- What you will do -
Lift every line from the entries that includes the word "each".

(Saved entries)

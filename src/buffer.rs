use std::fs::{self, File};
use std::io::{BufWriter, Write};
use std::path::Path;

use crate::error::EditError;

/// Outcome of a save request. Declining to overwrite an existing file is a
/// normal alternate result, not a failure.
#[derive(Debug, PartialEq, Eq)]
pub enum SaveOutcome {
    /// The buffer was written; carries the number of lines written.
    Saved(usize),
    /// The target exists and overwriting was not allowed. File untouched.
    Cancelled,
}

/// An ordered, in-memory sequence of text lines with dirty tracking.
///
/// Positions are 1-indexed at the API surface and 0-indexed internally.
/// `dirty` is true iff the lines differ from the last successfully loaded or
/// saved snapshot.
#[derive(Debug, Default)]
pub struct LineBuffer {
    lines: Vec<String>,
    dirty: bool,
}

impl LineBuffer {
    pub fn new() -> Self {
        Self::default()
    }

    pub fn len(&self) -> usize {
        self.lines.len()
    }

    pub fn is_empty(&self) -> bool {
        self.lines.is_empty()
    }

    pub fn is_dirty(&self) -> bool {
        self.dirty
    }

    /// Appends a line to the end of the buffer, trimming surrounding
    /// whitespace first. Returns the character count of the stored line.
    pub fn add(&mut self, text: &str) -> Result<usize, EditError> {
        let trimmed = text.trim();
        if trimmed.is_empty() {
            return Err(EditError::EmptyInput);
        }
        let count = trimmed.chars().count();
        self.lines.push(trimmed.to_string());
        self.dirty = true;
        Ok(count)
    }

    /// Inserts `text` (untrimmed) before the 1-indexed `position`.
    /// `position == len + 1` appends.
    pub fn insert_before(&mut self, position: usize, text: &str) -> Result<(), EditError> {
        let max = self.lines.len() + 1;
        if position < 1 || position > max {
            return Err(EditError::OutOfRange { position, max });
        }
        self.lines.insert(position - 1, text.to_string());
        self.dirty = true;
        Ok(())
    }

    /// Removes the line at the 1-indexed `position`. Deleting from an empty
    /// buffer is a no-op success; there is nothing to remove.
    pub fn delete(&mut self, position: usize) -> Result<(), EditError> {
        if self.lines.is_empty() {
            return Ok(());
        }
        let max = self.lines.len();
        if position < 1 || position > max {
            return Err(EditError::OutOfRange { position, max });
        }
        self.lines.remove(position - 1);
        self.dirty = true;
        Ok(())
    }

    /// Iterates over `(1-indexed position, line)` pairs in storage order.
    pub fn iter(&self) -> impl Iterator<Item = (usize, &str)> {
        self.lines
            .iter()
            .enumerate()
            .map(|(index, line)| (index + 1, line.as_str()))
    }

    /// Reads `path` line by line and appends every line to the end of the
    /// buffer, then marks the buffer clean. Appending (rather than
    /// replacing) while still clearing the dirty flag is the documented
    /// contract of this operation; callers relying on load-as-sync depend
    /// on it. Returns the lines read for reporting.
    pub fn load_from_file(&mut self, path: &Path) -> Result<Vec<String>, EditError> {
        let content = fs::read_to_string(path).map_err(|source| {
            if source.kind() == std::io::ErrorKind::NotFound {
                EditError::FileNotFound(path.to_path_buf())
            } else {
                EditError::FileUnreadable {
                    path: path.to_path_buf(),
                    source,
                }
            }
        })?;

        let read: Vec<String> = content.lines().map(str::to_string).collect();
        self.lines.extend(read.iter().cloned());
        self.dirty = false;
        Ok(read)
    }

    /// Writes every line to `path`, each terminated by a newline (including
    /// the last). If the target exists and `overwrite_allowed` is false, the
    /// save is cancelled without touching the file.
    pub fn save_to_file(
        &mut self,
        path: &Path,
        overwrite_allowed: bool,
    ) -> Result<SaveOutcome, EditError> {
        if path.exists() && !overwrite_allowed {
            return Ok(SaveOutcome::Cancelled);
        }

        self.write_lines(path)
            .map_err(|source| EditError::FileUnwritable {
                path: path.to_path_buf(),
                source,
            })?;

        self.dirty = false;
        Ok(SaveOutcome::Saved(self.lines.len()))
    }

    fn write_lines(&self, path: &Path) -> std::io::Result<()> {
        let mut writer = BufWriter::new(File::create(path)?);
        for line in &self.lines {
            writeln!(writer, "{line}")?;
        }
        writer.flush()
    }
}
use anyhow::Result;
use serde::{Deserialize, Serialize};
use std::io::ErrorKind;
use std::path::Path;

use crate::logger::DEFAULT_MAX_MESSAGES;

/// Editor configuration, read from an optional `config.toml` next to the
/// binary. A missing file yields the defaults; a malformed file is an error
/// the caller may downgrade to defaults.
#[derive(Debug, Default, Serialize, Deserialize)]
pub struct Config {
    #[serde(default)]
    pub log: LogConfig,
}

#[derive(Debug, Serialize, Deserialize)]
pub struct LogConfig {
    /// Target log file; resolved by the logger (empty means `logfile.txt`).
    #[serde(default)]
    pub path: String,
    /// Maximum retained log lines.
    #[serde(default = "default_max_messages")]
    pub max_messages: usize,
}

impl Default for LogConfig {
    fn default() -> Self {
        Self {
            path: String::new(),
            max_messages: DEFAULT_MAX_MESSAGES,
        }
    }
}

fn default_max_messages() -> usize {
    DEFAULT_MAX_MESSAGES
}

impl Config {
    pub fn load_from_file(path: impl AsRef<Path>) -> Result<Self> {
        let string = match std::fs::read_to_string(path) {
            Ok(string) => string,
            Err(error) if error.kind() == ErrorKind::NotFound => return Ok(Self::default()),
            Err(error) => return Err(error.into()),
        };
        let config = toml::from_str(&string)?;
        Ok(config)
    }
}
// ==============================================================================
// Message envelope
// ==============================================================================
//
// `Envelope` -> `Message`* -> `Operation`* nests a router-style match one
// level deeper: an envelope is a batch of messages from (possibly
// different) senders, each message a batch of operations against one
// target.

use std::fmt;

use crate::error::StatementParseError;
use crate::xri::Xri;

/// The operation verb, taken from the operation XRI's final sub-segment by
/// convention (`$get`, `$set`, `$del`, ...). Stored as free text rather than
/// a closed enum since handlers may define their own verbs.
#[derive(Clone, Debug, PartialEq, Eq, Hash)]
pub struct OperationXri(pub Xri);

impl fmt::Display for OperationXri {
    fn fmt(&self, f: &mut fmt::Formatter<'_>) -> fmt::Result {
        self.0.fmt(f)
    }
}

/// One unit of work: an operation XRI (the verb) applied to a `target`,
/// where `target` is either a plain address or a `subject/predicate/object`
/// statement segment.
#[derive(Clone, Debug)]
pub struct Operation {
    pub operation_xri: OperationXri,
    pub target: String,
}

impl Operation {
    #[must_use]
    pub fn new(operation_xri: OperationXri, target: impl Into<String>) -> Self {
        Self {
            operation_xri,
            target: target.into(),
        }
    }

    /// `true` if `target` is a `/`-separated three-part statement rather
    /// than a plain address.
    #[must_use]
    pub fn targets_statement(&self) -> bool {
        parse_statement(&self.target).is_ok()
    }
}

/// A batch of operations sent by `sender` against `target_address`.
#[derive(Clone, Debug)]
pub struct Message {
    pub sender: Xri,
    pub target_address: Xri,
    pub operations: Vec<Operation>,
}

impl Message {
    #[must_use]
    pub fn new(sender: Xri, target_address: Xri) -> Self {
        Self {
            sender,
            target_address,
            operations: Vec::new(),
        }
    }

    #[must_use]
    pub fn with_operation(mut self, operation: Operation) -> Self {
        self.operations.push(operation);
        self
    }
}

/// One or more messages submitted together to a single `MessagingTarget::execute` call.
#[derive(Clone, Debug, Default)]
pub struct Envelope {
    pub messages: Vec<Message>,
}

impl Envelope {
    #[must_use]
    pub fn new() -> Self {
        Self::default()
    }

    #[must_use]
    pub fn with_message(mut self, message: Message) -> Self {
        self.messages.push(message);
        self
    }
}

/// Splits `text` into `(subject, predicate, object)` on `/`, respecting
/// parenthesized data sub-segments that may themselves contain `/`.
///
/// # Errors
///
/// Returns [`StatementParseError`] if `text` does not split into exactly
/// three non-empty parts at paren-depth zero.
pub fn parse_statement(text: &str) -> Result<(String, String, String), StatementParseError> {
    let mut parts = Vec::new();
    let mut current = String::new();
    let mut depth = 0i32;

    for ch in text.chars() {
        match ch {
            '(' => {
                depth += 1;
                current.push(ch);
            }
            ')' => {
                depth -= 1;
                current.push(ch);
            }
            '/' if depth == 0 => {
                parts.push(std::mem::take(&mut current));
            }
            _ => current.push(ch),
        }
    }
    parts.push(current);

    if depth != 0 {
        return Err(StatementParseError::new(text, "unbalanced parentheses"));
    }
    if parts.len() != 3 || parts.iter().any(String::is_empty) {
        return Err(StatementParseError::new(
            text,
            "expected exactly three non-empty `/`-separated parts",
        ));
    }

    match <[String; 3]>::try_from(parts) {
        Ok([subject, predicate, object]) => Ok((subject, predicate, object)),
        Err(_) => Err(StatementParseError::new(text, "expected exactly three non-empty `/`-separated parts")),
    }
}

#[cfg(test)]
#[allow(clippy::unwrap_used)]
mod tests {
    use super::*;

    #[test]
    fn parse_statement_splits_three_parts() {
        let (s, p, o) = parse_statement("=markus/+friend/=bob").unwrap();
        assert_eq!(s, "=markus");
        assert_eq!(p, "+friend");
        assert_eq!(o, "=bob");
    }

    #[test]
    fn parse_statement_respects_parens() {
        let (s, p, o) = parse_statement("=markus+email/!/(data:,a/b)").unwrap();
        assert_eq!(s, "=markus+email");
        assert_eq!(p, "!");
        assert_eq!(o, "(data:,a/b)");
    }

    #[test]
    fn parse_statement_rejects_plain_address() {
        assert!(parse_statement("=markus+email").is_err());
    }

    #[test]
    fn operation_targets_statement_detects_three_part_form() {
        let op = Operation::new(
            OperationXri(crate::xri::parse("$get").unwrap()),
            "=markus/+friend/=bob",
        );
        assert!(op.targets_statement());

        let op = Operation::new(OperationXri(crate::xri::parse("$get").unwrap()), "=markus");
        assert!(!op.targets_statement());
    }
}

- Your response -
    /// Writes every line to `path`, each terminated by a newline (including
// different) senders, each message a batch of operations against one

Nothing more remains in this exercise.